Budget needs a sharper policy scalpel to help first home buyers
In its 2017 budget, the federal government repeatedly stated its preference for a “scalpel” rather than a “chainsaw” or “sledgehammer” approach to demand management in the housing market.
The number of housing measures in the budget are more wide-ranging than in previous budgets of recent times. Policy levers on both the supply and demand side have been incorporated within a raft of housing measures. The government claims this is a “comprehensive package that can make a difference”.
However, do the demand measures go far enough to make much-needed inroads into the housing affordability crisis now facing an entire generation of would-be first home buyers? Or is the so-called scalpel too blunt to make a meaningful difference for them?
First Home Super Savers Scheme
The budget’s key housing measure for helping young people gain a foothold on the home-ownership ladder is to allow first home buyers to use up to A$30,000 of voluntary superannuation contributions for a deposit on their first home.

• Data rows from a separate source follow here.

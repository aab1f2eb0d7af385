//! Shared mocks for the orchestration integration tests
#![allow(dead_code)]

use async_trait::async_trait;
use serde_json::Value;
use std::collections::{HashMap, VecDeque};
use std::sync::{Arc, Mutex};
use tokio::sync::{mpsc, Notify};
use tokio_util::sync::CancellationToken;

use tandem_chat::{AbortHandle, ChatConfig, ChatStore, InMemoryApi};
use tandem_core::{ChatMessage, Error, Result, ToolDefinition};
use tandem_llm::{
    ChatChunk, ChatChunkStream, ChatOptions, ChunkMessage, FunctionCall, LlmClient, ModelInfo,
    ToolCallFragment,
};
use tandem_tools::ToolConnections;

/// One scripted step of a mock chat stream
pub enum Step {
    Chunk(ChatChunk),
    /// Park until the test releases the gate
    Gate(Arc<Notify>),
    /// Trigger cancellation from inside the stream
    Cancel(AbortHandle),
    /// Fail the stream with a transport error
    Fail(String),
}

pub fn content(text: &str) -> Step {
    Step::Chunk(ChatChunk {
        message: Some(ChunkMessage {
            content: text.to_string(),
            tool_calls: Vec::new(),
        }),
        done: false,
    })
}

pub fn tool_call(name: &str, arguments: Value) -> Step {
    Step::Chunk(ChatChunk {
        message: Some(ChunkMessage {
            content: String::new(),
            tool_calls: vec![ToolCallFragment {
                id: None,
                function: FunctionCall {
                    name: name.to_string(),
                    arguments,
                },
            }],
        }),
        done: false,
    })
}

pub fn done() -> Step {
    Step::Chunk(ChatChunk {
        message: None,
        done: true,
    })
}

pub fn gate(notify: Arc<Notify>) -> Step {
    Step::Gate(notify)
}

pub fn cancel(handle: AbortHandle) -> Step {
    Step::Cancel(handle)
}

pub fn fail(message: &str) -> Step {
    Step::Fail(message.to_string())
}

/// Replays scripted chunk streams, one script per `chat_stream` call
pub struct ScriptedLlm {
    scripts: Mutex<VecDeque<Vec<Step>>>,
    /// Number of tool schemas offered on each call
    pub tools_per_call: Mutex<Vec<usize>>,
}

impl ScriptedLlm {
    pub fn new(scripts: Vec<Vec<Step>>) -> Self {
        Self {
            scripts: Mutex::new(scripts.into()),
            tools_per_call: Mutex::new(Vec::new()),
        }
    }

    pub fn remaining_scripts(&self) -> usize {
        self.scripts.lock().unwrap().len()
    }
}

#[async_trait]
impl LlmClient for ScriptedLlm {
    async fn chat_stream(
        &self,
        _model: &str,
        _messages: Vec<ChatMessage>,
        tools: Vec<Value>,
        _options: ChatOptions,
        _cancel: CancellationToken,
    ) -> Result<ChatChunkStream> {
        self.tools_per_call.lock().unwrap().push(tools.len());
        let script = self
            .scripts
            .lock()
            .unwrap()
            .pop_front()
            .ok_or_else(|| Error::stream("no scripted response left"))?;

        let (tx, rx) = mpsc::channel(16);
        tokio::spawn(async move {
            for step in script {
                match step {
                    Step::Chunk(chunk) => {
                        if tx.send(Ok(chunk)).await.is_err() {
                            return;
                        }
                    }
                    Step::Gate(gate) => gate.notified().await,
                    Step::Cancel(handle) => handle.cancel(),
                    Step::Fail(message) => {
                        let _ = tx.send(Err(Error::stream(message))).await;
                        return;
                    }
                }
            }
        });
        Ok(rx)
    }

    async fn list_models(&self) -> Result<Vec<ModelInfo>> {
        Ok(Vec::new())
    }
}

/// Scripted tool servers that record call order
pub struct MockConnections {
    tools: HashMap<String, Vec<ToolDefinition>>,
    results: HashMap<String, std::result::Result<Value, String>>,
    pub calls: Mutex<Vec<String>>,
}

impl MockConnections {
    pub fn new() -> Self {
        Self {
            tools: HashMap::new(),
            results: HashMap::new(),
            calls: Mutex::new(Vec::new()),
        }
    }

    pub fn with_tool(
        mut self,
        server: &str,
        tool: &str,
        result: std::result::Result<Value, String>,
    ) -> Self {
        self.tools
            .entry(server.to_string())
            .or_default()
            .push(ToolDefinition {
                server: server.to_string(),
                name: tool.to_string(),
                description: format!("{tool} tool"),
                input_schema: serde_json::json!({"type": "object", "properties": {}}),
            });
        self.results
            .insert(format!("{server}.{tool}"), result);
        self
    }

    pub fn recorded_calls(&self) -> Vec<String> {
        self.calls.lock().unwrap().clone()
    }
}

#[async_trait]
impl ToolConnections for MockConnections {
    async fn call_tool(&self, server: &str, tool: &str, _arguments: Value) -> anyhow::Result<Value> {
        let key = format!("{server}.{tool}");
        self.calls.lock().unwrap().push(key.clone());
        match self.results.get(&key) {
            Some(Ok(value)) => Ok(value.clone()),
            Some(Err(message)) => Err(anyhow::anyhow!("{message}")),
            None => Err(anyhow::anyhow!("unknown tool {key}")),
        }
    }

    async fn tools_by_server(&self) -> HashMap<String, Vec<ToolDefinition>> {
        self.tools.clone()
    }

    async fn has_server(&self, server: &str) -> bool {
        self.tools.contains_key(server)
    }
}

/// A store wired to mocks, with the given model
pub fn store_with(llm: Arc<ScriptedLlm>, connections: Arc<MockConnections>, model: &str) -> ChatStore {
    let config = ChatConfig {
        model: model.to_string(),
        ..Default::default()
    };
    ChatStore::new(llm, connections, Arc::new(InMemoryApi::new()), config)
}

Clearly, the scheme will attract the tax advantages of superannuation. Therefore, in principle, it will help first home savers accelerate their savings to buy a home, thus bridging the deposit gap, while protecting superannuation savings accumulated through compulsory employer contributions.

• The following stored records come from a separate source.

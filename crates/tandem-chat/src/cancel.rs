//! Cooperative cancellation for in-flight turns
//!
//! One [`AbortHandle`] exists per in-flight turn. The wrapped token is shared
//! with the network layer, which stops delivering chunks once it fires; the
//! orchestrator additionally checks it at every loop iteration boundary.
//! Handles are discarded after settlement, never reused.

use tokio_util::sync::CancellationToken;

/// Marker appended to a turn's content on user cancellation
pub const CANCELLATION_MARKER: &str = "[Cancelled]";

/// Append the cancellation marker to content, exactly once.
pub fn append_cancellation_marker(content: &str) -> String {
    if content.ends_with(CANCELLATION_MARKER) {
        return content.to_string();
    }
    if content.is_empty() {
        CANCELLATION_MARKER.to_string()
    } else {
        format!("{content}\n\n{CANCELLATION_MARKER}")
    }
}

/// Cancellation handle owned by one in-flight turn
#[derive(Debug, Clone, Default)]
pub struct AbortHandle {
    token: CancellationToken,
}

impl AbortHandle {
    pub fn new() -> Self {
        Self {
            token: CancellationToken::new(),
        }
    }

    /// Request cancellation of the turn
    pub fn cancel(&self) {
        self.token.cancel();
    }

    /// Whether cancellation has been requested
    pub fn is_cancelled(&self) -> bool {
        self.token.is_cancelled()
    }

    /// Token consumed by the network layer
    pub fn token(&self) -> CancellationToken {
        self.token.clone()
    }
}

However, at least two key questions are pertinent.
The first relates to how many first home buyers will likely be well positioned to make voluntary contributions to their super saving account. There appears to be a general reluctance among Australians to make voluntary contributions.
Existing research has found household budget constraints are a major barrier that make it unaffordable for many to make voluntary superannuation contributions. Poor financial literacy and lack of knowledge of the superannuation system are other factors.
The second key question relates to the scheme’s impact on property prices. The scheme does not aim to ease demand pressures in the housing market. It is likely that high house prices will not be curbed, so the prospects of home ownership will continue to fade for many first home buyers.
Existing demand-side levers, including the First Home Owners Grant and stamp duty concessions for first home buyers, have not succeeded in improving the affordability of houses for most young people. Hence, it is difficult to see how an additional demand lever such as the First Home Super Savers scheme is going to have a substantial impact on affordability.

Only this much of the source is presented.